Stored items
---*---
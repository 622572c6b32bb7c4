//! Flowgraph CLI
//!
//! Runs the graph pipeline over extractor output and prints the
//! visualization graph as JSON.
//!
//! # Usage
//!
//! ```bash
//! # Analyze one document
//! flowgraph analyze --input records.json --pretty
//!
//! # With a YAML configuration
//! flowgraph analyze --input records.json --config flowgraph.yaml
//!
//! # Print the default configuration
//! flowgraph default-config > flowgraph.yaml
//! ```

use clap::{Parser, Subcommand};
use flowgraph_ir::{
    ExtractionInput, FlowgraphError, FunctionSpanIndex, GraphPipeline, OperatorConfig,
    PipelineConfig, Result,
};
use std::fs;
use std::path::PathBuf;
use std::process::ExitCode;
use tracing_subscriber::EnvFilter;

#[derive(Parser)]
#[command(name = "flowgraph")]
#[command(about = "Dataflow graph construction and hierarchical clustering", long_about = None)]
struct Cli {
    #[command(subcommand)]
    command: Commands,
}

#[derive(Subcommand)]
enum Commands {
    /// Build the visualization graph for one extraction result
    Analyze {
        /// Extractor output (ExtractionInput JSON)
        #[arg(short, long)]
        input: PathBuf,

        /// YAML configuration file
        #[arg(short, long)]
        config: Option<PathBuf>,

        /// Pretty-print the JSON output
        #[arg(long)]
        pretty: bool,

        /// Debug-level logging (overridden by RUST_LOG)
        #[arg(short, long)]
        verbose: bool,
    },

    /// Print the default configuration as YAML
    DefaultConfig,
}

fn init_logging(verbose: bool) {
    let level = if verbose { "debug" } else { "warn" };
    let filter = EnvFilter::try_from_default_env().unwrap_or_else(|_| EnvFilter::new(level));
    tracing_subscriber::fmt()
        .with_env_filter(filter)
        .with_writer(std::io::stderr)
        .init();
}

fn analyze(input: PathBuf, config: Option<PathBuf>, pretty: bool) -> Result<()> {
    let config = match config {
        Some(path) => PipelineConfig::from_yaml(path)?,
        None => PipelineConfig::default(),
    };
    let pipeline = GraphPipeline::new(config)?;

    let raw = fs::read_to_string(&input)?;
    let extraction: ExtractionInput = serde_json::from_str(&raw)?;
    let resolver = FunctionSpanIndex::new(&extraction.function_spans);

    let output = pipeline.analyze(&extraction, &resolver);
    if !output.is_valid() {
        tracing::warn!(issues = output.issues.len(), "graph has validation issues");
    }

    let json = if pretty {
        serde_json::to_string_pretty(&output.graph)?
    } else {
        serde_json::to_string(&output.graph)?
    };
    println!("{}", json);
    Ok(())
}

fn main() -> ExitCode {
    let cli = Cli::parse();

    let result = match cli.command {
        Commands::Analyze {
            input,
            config,
            pretty,
            verbose,
        } => {
            init_logging(verbose);
            analyze(input, config, pretty)
        }
        Commands::DefaultConfig => PipelineConfig::default()
            .operators(OperatorConfig::default())
            .to_yaml()
            .map(|yaml| print!("{}", yaml))
            .map_err(FlowgraphError::from),
    };

    match result {
        Ok(()) => ExitCode::SUCCESS,
        Err(e) => {
            eprintln!("error: {}", e);
            ExitCode::FAILURE
        }
    }
}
---*---
PROBLEM:
Could you restate every entry verbatim, please?

EXERCISE OUTPUT:
repository 622572c6b32bb7c4
//! Flowgraph CLI
//!
//! Runs the graph pipeline over extractor output and prints the
//! visualization graph as JSON.
//!
//! # Usage
//!
//! ```bash
//! # Analyze one document
//! flowgraph analyze --input records.json --pretty
//!
//! # With a YAML configuration
//! flowgraph analyze --input records.json --config flowgraph.yaml
//!
//! # Print the default configuration
//! flowgraph default-config > flowgraph.yaml
//! ```

use clap::{Parser, Subcommand};
use flowgraph_ir::{
    ExtractionInput, FlowgraphError, FunctionSpanIndex, GraphPipeline, OperatorConfig,
    PipelineConfig, Result,
};
use std::fs;
use std::path::PathBuf;
use std::process::ExitCode;
use tracing_subscriber::EnvFilter;

#[derive(Parser)]
#[command(name = "flowgraph")]
#[command(about = "Dataflow graph construction and hierarchical clustering", long_about = None)]
struct Cli {
    #[command(subcommand)]
    command: Commands,
}

#[derive(Subcommand)]
enum Commands {
    /// Build the visualization graph for one extraction result
    Analyze {
        /// Extractor output (ExtractionInput JSON)
        #[arg(short, long)]
        input: PathBuf,

        /// YAML configuration file
        #[arg(short, long)]
        config: Option<PathBuf>,

        /// Pretty-print the JSON output
        #[arg(long)]
        pretty: bool,

        /// Debug-level logging (overridden by RUST_LOG)
        #[arg(short, long)]
        verbose: bool,
    },

    /// Print the default configuration as YAML
    DefaultConfig,
}

fn init_logging(verbose: bool) {
    let level = if verbose { "debug" } else { "warn" };
    let filter = EnvFilter::try_from_default_env().unwrap_or_else(|_| EnvFilter::new(level));
    tracing_subscriber::fmt()
        .with_env_filter(filter)
        .with_writer(std::io::stderr)
        .init();
}

fn analyze(input: PathBuf, config: Option<PathBuf>, pretty: bool) -> Result<()> {
    let config = match config {
        Some(path) => PipelineConfig::from_yaml(path)?,
        None => PipelineConfig::default(),
    };
    let pipeline = GraphPipeline::new(config)?;

    let raw = fs::read_to_string(&input)?;
    let extraction: ExtractionInput = serde_json::from_str(&raw)?;
    let resolver = FunctionSpanIndex::new(&extraction.function_spans);

    let output = pipeline.analyze(&extraction, &resolver);
    if !output.is_valid() {
        tracing::warn!(issues = output.issues.len(), "graph has validation issues");
    }

    let json = if pretty {
        serde_json::to_string_pretty(&output.graph)?
    } else {
        serde_json::to_string(&output.graph)?
    };
    println!("{}", json);
    Ok(())
}

fn main() -> ExitCode {
    let cli = Cli::parse();

    let result = match cli.command {
        Commands::Analyze {
            input,
            config,
            pretty,
            verbose,
        } => {
            init_logging(verbose);
            analyze(input, config, pretty)
        }
        Commands::DefaultConfig => PipelineConfig::default()
            .operators(OperatorConfig::default())
            .to_yaml()
            .map(|yaml| print!("{}", yaml))
            .map_err(FlowgraphError::from),
    };

    match result {
        Ok(()) => ExitCode::SUCCESS,
        Err(e) => {
            eprintln!("error: {}", e);
            ExitCode::FAILURE
        }
    }
}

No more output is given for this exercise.